[[ Data for analysis open ]]

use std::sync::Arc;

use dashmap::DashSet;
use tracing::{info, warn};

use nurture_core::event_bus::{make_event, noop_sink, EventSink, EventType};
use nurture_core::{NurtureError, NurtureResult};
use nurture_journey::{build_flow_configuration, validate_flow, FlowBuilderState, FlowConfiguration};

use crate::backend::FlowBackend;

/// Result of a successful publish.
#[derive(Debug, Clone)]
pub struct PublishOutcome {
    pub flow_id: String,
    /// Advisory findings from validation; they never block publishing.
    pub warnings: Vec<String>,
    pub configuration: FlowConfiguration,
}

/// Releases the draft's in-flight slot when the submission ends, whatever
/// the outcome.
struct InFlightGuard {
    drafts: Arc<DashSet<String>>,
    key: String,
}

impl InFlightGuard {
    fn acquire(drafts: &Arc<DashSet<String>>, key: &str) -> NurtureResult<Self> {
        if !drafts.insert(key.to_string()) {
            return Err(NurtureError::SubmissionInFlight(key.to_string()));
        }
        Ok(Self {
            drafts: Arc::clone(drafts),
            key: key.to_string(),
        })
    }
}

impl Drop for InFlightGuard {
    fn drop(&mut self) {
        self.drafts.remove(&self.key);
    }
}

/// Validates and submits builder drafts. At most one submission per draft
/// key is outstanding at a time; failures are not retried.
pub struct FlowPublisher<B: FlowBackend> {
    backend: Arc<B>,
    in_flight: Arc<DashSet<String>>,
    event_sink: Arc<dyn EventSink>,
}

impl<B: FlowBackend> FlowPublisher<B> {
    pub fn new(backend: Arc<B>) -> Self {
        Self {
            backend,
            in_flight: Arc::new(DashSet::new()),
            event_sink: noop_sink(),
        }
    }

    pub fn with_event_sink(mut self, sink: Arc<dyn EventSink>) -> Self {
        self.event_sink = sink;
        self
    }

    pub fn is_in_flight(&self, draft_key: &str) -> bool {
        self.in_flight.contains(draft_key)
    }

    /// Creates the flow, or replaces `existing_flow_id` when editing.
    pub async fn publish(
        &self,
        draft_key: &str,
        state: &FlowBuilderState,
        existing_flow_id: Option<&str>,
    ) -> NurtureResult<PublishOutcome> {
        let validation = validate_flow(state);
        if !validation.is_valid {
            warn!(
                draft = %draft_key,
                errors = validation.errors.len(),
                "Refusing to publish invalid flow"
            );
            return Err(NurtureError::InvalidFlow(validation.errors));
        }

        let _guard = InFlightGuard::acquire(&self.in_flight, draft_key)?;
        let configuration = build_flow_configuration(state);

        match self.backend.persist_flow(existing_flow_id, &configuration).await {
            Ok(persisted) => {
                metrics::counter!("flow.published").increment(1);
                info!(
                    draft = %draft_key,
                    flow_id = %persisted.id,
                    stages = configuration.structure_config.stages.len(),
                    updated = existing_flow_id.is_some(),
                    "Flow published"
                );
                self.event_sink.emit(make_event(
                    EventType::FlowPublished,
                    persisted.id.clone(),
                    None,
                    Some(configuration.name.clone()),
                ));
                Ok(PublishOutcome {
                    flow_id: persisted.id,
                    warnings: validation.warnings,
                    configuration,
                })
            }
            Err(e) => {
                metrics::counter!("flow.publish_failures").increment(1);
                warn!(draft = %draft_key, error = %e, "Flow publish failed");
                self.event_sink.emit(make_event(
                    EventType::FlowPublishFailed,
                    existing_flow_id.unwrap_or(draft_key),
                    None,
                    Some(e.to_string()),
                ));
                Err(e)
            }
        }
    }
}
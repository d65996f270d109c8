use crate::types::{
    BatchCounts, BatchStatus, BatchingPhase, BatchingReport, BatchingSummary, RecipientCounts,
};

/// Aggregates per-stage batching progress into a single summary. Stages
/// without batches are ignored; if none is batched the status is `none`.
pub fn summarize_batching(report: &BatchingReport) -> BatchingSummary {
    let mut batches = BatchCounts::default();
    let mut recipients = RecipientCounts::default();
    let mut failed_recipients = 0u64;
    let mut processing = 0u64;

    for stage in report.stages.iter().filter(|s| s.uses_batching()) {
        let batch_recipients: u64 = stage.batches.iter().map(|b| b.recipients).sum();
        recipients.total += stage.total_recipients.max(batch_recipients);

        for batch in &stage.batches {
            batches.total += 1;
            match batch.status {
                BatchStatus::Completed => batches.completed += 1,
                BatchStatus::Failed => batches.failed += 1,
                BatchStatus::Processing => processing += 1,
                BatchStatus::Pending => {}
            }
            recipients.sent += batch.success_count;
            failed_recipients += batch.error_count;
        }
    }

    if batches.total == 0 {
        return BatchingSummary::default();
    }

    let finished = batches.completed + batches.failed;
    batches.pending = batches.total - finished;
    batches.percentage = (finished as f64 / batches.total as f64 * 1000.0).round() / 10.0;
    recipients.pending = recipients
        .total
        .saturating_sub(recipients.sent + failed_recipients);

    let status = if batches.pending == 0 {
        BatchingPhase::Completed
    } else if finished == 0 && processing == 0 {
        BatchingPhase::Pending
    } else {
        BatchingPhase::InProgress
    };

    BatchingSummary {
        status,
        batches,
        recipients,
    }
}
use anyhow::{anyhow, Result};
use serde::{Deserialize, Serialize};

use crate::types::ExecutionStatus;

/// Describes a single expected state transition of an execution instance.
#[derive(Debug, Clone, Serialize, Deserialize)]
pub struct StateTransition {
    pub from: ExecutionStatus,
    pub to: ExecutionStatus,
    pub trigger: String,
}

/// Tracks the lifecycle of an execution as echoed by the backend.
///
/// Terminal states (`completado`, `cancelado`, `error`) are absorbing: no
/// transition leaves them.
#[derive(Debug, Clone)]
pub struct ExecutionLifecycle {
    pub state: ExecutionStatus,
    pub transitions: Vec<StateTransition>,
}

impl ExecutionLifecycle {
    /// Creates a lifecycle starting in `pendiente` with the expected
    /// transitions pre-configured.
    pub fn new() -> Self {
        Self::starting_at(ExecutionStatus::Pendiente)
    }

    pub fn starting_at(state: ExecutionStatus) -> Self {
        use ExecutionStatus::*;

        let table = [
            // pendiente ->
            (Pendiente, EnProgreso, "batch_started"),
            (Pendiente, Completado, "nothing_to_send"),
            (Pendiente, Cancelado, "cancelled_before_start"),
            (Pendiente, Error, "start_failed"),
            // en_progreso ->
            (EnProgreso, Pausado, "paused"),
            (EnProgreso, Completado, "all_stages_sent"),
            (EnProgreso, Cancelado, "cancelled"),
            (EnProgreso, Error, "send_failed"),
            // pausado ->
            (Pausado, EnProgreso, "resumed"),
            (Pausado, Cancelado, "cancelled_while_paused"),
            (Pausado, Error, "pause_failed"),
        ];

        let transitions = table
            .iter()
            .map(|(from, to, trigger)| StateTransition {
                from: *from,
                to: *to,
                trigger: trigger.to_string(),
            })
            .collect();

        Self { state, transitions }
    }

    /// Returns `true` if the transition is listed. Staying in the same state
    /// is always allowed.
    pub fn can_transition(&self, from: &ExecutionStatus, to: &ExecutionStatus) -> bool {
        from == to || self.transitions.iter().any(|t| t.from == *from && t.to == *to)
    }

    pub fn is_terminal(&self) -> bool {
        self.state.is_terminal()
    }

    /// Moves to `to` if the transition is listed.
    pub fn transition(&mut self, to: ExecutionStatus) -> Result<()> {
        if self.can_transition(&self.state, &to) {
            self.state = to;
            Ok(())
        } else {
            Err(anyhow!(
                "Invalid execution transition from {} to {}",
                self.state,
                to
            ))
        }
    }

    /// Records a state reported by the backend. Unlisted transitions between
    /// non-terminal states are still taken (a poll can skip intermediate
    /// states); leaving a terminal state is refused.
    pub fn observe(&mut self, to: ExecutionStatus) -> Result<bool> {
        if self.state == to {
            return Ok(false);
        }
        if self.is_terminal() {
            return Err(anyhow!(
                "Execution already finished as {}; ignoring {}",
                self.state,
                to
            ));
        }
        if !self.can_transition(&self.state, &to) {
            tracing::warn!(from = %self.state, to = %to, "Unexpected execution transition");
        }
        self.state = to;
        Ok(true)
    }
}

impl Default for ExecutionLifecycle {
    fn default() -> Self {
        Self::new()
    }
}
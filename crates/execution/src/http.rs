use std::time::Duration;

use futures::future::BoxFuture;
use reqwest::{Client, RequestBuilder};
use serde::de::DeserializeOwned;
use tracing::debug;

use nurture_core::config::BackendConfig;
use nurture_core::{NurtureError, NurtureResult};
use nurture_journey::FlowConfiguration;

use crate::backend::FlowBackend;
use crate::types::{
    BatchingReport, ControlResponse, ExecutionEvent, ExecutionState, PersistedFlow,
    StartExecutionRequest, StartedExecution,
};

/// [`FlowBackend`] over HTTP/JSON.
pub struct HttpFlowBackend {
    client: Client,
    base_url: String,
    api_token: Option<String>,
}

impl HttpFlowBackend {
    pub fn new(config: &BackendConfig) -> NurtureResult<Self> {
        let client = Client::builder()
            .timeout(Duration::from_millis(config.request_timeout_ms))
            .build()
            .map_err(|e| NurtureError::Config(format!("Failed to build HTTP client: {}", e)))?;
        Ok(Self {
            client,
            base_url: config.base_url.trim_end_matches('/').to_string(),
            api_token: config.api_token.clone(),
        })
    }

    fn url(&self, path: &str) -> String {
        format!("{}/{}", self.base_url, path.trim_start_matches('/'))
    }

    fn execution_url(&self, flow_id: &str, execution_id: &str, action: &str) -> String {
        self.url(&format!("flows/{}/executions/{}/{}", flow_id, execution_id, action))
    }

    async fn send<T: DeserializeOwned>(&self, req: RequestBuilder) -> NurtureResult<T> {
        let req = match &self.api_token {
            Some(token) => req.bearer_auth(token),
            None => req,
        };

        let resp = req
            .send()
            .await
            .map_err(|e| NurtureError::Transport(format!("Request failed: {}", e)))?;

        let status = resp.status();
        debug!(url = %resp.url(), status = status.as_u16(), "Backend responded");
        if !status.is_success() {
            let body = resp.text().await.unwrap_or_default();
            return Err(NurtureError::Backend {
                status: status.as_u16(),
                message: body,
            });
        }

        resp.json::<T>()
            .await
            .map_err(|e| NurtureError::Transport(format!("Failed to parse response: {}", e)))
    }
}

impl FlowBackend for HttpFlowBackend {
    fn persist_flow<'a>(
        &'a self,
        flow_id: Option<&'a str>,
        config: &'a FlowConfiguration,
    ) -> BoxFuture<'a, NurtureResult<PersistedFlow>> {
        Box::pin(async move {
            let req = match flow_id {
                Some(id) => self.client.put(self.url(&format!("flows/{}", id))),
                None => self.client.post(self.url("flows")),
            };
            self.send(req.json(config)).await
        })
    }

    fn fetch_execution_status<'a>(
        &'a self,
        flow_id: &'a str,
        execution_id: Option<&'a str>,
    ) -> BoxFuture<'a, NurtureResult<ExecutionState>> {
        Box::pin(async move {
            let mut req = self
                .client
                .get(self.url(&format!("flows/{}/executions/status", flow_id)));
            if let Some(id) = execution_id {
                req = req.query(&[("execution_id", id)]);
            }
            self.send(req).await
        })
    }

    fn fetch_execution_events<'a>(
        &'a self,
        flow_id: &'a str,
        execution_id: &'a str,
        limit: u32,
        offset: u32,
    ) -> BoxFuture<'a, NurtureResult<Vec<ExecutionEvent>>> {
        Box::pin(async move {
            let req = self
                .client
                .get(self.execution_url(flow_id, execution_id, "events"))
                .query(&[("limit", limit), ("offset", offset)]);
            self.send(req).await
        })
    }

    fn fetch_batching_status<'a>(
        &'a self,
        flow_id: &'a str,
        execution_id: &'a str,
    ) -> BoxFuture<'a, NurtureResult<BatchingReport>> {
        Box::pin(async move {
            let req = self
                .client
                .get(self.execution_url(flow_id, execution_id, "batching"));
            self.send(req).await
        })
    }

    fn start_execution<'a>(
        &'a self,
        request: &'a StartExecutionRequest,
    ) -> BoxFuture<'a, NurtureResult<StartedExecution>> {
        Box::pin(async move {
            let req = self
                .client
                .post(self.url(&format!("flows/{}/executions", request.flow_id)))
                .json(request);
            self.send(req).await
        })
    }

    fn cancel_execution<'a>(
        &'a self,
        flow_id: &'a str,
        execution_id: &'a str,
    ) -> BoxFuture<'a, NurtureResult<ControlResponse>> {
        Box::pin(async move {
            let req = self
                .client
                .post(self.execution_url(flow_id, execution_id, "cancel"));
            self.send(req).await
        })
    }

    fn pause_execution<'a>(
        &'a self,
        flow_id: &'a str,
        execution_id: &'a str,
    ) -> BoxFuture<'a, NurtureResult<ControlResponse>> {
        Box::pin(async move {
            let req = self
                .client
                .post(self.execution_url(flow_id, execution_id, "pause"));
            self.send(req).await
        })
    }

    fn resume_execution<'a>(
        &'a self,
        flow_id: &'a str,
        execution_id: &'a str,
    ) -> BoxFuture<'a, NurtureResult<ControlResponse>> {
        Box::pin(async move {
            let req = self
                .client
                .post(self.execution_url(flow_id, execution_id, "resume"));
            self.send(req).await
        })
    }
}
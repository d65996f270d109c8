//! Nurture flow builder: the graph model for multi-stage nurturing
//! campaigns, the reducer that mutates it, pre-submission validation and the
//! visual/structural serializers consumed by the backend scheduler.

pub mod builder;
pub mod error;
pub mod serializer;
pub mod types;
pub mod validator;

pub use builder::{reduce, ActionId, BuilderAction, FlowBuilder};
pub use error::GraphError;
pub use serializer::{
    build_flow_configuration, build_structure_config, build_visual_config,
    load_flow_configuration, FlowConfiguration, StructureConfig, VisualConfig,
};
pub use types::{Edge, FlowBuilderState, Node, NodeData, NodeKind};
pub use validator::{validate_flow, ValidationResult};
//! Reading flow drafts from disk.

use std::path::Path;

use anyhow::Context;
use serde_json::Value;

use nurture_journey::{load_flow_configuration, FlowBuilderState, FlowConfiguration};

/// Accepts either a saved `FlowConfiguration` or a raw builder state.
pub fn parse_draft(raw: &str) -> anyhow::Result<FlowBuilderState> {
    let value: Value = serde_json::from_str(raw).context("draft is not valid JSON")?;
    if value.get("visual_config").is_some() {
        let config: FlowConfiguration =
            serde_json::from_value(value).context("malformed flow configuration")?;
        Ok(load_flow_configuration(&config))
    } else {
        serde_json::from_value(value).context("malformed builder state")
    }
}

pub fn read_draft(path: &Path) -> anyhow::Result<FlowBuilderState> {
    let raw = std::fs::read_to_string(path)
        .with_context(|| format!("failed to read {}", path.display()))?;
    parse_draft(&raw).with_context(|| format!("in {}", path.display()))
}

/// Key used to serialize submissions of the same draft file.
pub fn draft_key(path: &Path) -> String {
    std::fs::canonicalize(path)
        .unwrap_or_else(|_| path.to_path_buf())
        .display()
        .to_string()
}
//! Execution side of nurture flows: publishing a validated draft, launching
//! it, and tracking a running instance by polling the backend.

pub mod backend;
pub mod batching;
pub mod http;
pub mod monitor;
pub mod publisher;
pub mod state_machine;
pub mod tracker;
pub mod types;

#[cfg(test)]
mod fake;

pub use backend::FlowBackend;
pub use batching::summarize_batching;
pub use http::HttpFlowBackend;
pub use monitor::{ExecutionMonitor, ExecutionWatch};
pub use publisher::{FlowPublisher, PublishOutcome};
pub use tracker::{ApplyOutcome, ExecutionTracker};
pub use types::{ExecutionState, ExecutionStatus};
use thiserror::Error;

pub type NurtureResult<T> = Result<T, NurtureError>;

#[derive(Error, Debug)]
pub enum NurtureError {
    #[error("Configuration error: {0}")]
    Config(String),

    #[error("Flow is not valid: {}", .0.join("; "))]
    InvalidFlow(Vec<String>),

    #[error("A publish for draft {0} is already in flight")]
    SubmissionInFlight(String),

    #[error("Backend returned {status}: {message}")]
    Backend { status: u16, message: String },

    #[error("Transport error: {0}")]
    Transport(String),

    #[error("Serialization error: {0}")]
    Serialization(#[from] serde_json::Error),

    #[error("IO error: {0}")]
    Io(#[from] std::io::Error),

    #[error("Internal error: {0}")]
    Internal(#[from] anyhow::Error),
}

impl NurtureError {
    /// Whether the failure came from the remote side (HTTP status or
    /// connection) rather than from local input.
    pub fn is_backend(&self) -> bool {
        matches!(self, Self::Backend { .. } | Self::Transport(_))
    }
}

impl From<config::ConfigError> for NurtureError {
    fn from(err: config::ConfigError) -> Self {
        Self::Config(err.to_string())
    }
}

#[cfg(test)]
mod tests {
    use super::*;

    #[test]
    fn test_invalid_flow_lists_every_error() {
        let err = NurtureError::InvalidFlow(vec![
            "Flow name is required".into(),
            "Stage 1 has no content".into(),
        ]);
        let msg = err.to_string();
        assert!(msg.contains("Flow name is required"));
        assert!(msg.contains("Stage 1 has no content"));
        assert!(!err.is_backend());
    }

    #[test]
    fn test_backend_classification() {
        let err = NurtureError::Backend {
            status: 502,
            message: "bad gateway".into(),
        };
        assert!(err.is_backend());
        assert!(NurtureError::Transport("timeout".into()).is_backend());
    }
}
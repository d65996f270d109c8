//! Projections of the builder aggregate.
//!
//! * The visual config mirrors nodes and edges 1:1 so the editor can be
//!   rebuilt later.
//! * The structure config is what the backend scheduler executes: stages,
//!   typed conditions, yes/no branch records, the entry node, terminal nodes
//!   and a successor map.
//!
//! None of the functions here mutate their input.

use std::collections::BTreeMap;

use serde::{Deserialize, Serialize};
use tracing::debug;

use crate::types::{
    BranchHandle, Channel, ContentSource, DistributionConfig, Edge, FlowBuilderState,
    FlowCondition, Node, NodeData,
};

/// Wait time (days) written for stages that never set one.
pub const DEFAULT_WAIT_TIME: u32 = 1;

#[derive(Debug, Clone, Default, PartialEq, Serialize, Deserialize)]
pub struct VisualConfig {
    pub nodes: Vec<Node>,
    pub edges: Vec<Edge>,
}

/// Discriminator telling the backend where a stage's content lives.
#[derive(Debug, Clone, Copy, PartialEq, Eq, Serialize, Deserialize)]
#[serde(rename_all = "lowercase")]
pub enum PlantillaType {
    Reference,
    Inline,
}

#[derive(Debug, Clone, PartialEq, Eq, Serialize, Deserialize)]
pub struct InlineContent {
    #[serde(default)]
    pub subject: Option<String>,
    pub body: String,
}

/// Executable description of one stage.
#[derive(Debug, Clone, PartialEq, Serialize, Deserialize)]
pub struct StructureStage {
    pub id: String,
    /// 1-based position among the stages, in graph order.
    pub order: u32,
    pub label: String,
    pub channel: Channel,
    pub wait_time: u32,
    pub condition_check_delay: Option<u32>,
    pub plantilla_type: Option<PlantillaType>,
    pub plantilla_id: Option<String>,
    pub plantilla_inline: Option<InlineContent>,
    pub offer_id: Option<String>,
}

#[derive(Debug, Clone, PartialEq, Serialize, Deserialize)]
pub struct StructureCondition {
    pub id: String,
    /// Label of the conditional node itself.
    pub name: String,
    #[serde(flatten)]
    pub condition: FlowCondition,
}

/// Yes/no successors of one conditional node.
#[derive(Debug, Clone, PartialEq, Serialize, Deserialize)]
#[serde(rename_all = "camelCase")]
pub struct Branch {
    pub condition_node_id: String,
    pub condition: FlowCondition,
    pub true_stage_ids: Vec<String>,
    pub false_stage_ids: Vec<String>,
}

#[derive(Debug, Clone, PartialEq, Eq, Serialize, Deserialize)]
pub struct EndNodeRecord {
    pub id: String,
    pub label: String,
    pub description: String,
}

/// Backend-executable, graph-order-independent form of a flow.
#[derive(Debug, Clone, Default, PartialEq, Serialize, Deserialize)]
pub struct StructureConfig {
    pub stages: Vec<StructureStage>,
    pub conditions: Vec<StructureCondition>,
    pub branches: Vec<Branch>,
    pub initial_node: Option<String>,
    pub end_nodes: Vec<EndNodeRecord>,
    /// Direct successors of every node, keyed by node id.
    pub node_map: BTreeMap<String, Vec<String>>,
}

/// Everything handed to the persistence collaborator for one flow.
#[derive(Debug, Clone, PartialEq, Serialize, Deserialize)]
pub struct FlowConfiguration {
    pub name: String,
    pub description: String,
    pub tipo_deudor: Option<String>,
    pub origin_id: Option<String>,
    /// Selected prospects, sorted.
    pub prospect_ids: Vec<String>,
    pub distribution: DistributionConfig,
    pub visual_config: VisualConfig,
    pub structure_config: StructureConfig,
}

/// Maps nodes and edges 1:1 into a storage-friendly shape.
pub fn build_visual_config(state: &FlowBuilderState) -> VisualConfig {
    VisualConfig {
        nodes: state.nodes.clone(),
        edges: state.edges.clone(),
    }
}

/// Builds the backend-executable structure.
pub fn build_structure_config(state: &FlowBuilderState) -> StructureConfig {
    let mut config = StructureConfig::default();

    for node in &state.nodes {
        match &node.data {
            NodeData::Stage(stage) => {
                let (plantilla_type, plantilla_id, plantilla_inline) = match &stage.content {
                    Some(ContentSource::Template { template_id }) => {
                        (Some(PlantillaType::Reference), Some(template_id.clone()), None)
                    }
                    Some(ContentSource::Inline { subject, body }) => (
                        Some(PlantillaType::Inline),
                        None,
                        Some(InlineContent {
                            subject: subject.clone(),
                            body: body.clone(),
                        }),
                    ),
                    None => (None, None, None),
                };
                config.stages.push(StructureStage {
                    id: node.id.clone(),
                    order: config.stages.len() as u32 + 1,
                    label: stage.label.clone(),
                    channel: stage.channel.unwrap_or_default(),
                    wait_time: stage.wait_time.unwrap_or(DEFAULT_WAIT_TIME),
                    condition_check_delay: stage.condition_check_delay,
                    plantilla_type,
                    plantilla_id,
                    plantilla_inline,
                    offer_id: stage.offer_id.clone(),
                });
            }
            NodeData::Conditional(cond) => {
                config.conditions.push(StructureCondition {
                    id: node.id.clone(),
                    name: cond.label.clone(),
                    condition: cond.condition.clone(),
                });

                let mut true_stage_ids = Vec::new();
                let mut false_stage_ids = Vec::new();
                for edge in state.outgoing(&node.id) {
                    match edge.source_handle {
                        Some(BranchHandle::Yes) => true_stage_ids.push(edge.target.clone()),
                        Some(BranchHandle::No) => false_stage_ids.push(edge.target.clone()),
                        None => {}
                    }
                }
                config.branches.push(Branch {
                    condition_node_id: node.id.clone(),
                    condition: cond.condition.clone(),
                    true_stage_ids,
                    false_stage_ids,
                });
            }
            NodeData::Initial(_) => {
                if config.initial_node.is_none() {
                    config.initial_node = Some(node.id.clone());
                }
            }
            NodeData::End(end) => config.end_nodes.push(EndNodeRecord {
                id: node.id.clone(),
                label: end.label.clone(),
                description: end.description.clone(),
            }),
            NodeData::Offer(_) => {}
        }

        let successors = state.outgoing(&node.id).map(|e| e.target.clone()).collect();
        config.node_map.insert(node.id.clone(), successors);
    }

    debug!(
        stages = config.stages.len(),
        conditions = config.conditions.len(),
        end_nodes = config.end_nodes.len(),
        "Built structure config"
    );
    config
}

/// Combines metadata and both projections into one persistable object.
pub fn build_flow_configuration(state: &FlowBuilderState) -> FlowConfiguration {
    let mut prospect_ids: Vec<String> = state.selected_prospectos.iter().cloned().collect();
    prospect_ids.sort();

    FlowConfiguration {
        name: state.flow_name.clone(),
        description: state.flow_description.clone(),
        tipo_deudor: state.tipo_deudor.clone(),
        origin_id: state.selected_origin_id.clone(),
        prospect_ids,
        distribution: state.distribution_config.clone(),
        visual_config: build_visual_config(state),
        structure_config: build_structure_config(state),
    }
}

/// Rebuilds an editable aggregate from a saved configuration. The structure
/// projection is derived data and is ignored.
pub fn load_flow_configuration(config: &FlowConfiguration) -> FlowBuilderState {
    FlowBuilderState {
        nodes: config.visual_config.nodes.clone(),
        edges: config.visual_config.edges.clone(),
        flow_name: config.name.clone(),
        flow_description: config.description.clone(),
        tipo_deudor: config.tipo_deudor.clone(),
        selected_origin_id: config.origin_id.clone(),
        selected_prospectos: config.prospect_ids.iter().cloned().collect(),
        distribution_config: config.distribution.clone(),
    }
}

[[ Data for analysis closed ]]

### What you should do
What you give back must match the material exactly, beginning with its first line and ending with the line holding "never block publishing.".

### Worked solution
use std::sync::Arc;

use dashmap::DashSet;
use tracing::{info, warn};

use nurture_core::event_bus::{make_event, noop_sink, EventSink, EventType};
use nurture_core::{NurtureError, NurtureResult};
use nurture_journey::{build_flow_configuration, validate_flow, FlowBuilderState, FlowConfiguration};

use crate::backend::FlowBackend;

/// Result of a successful publish.
#[derive(Debug, Clone)]
pub struct PublishOutcome {
    pub flow_id: String,
    /// Advisory findings from validation; they never block publishing.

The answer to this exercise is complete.